### Problem statement
Reproduce all records verbatim.

*** Records for this task ***

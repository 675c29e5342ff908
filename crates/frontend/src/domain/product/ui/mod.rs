pub mod form;
pub mod list;

pub use list::ProductList;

*** End of Records for this task ***

### Written answer
repository 675c29e5342ff908
filename crates/frontend/src/domain/product/ui/mod.rs
pub mod form;
pub mod list;

pub use list::ProductList;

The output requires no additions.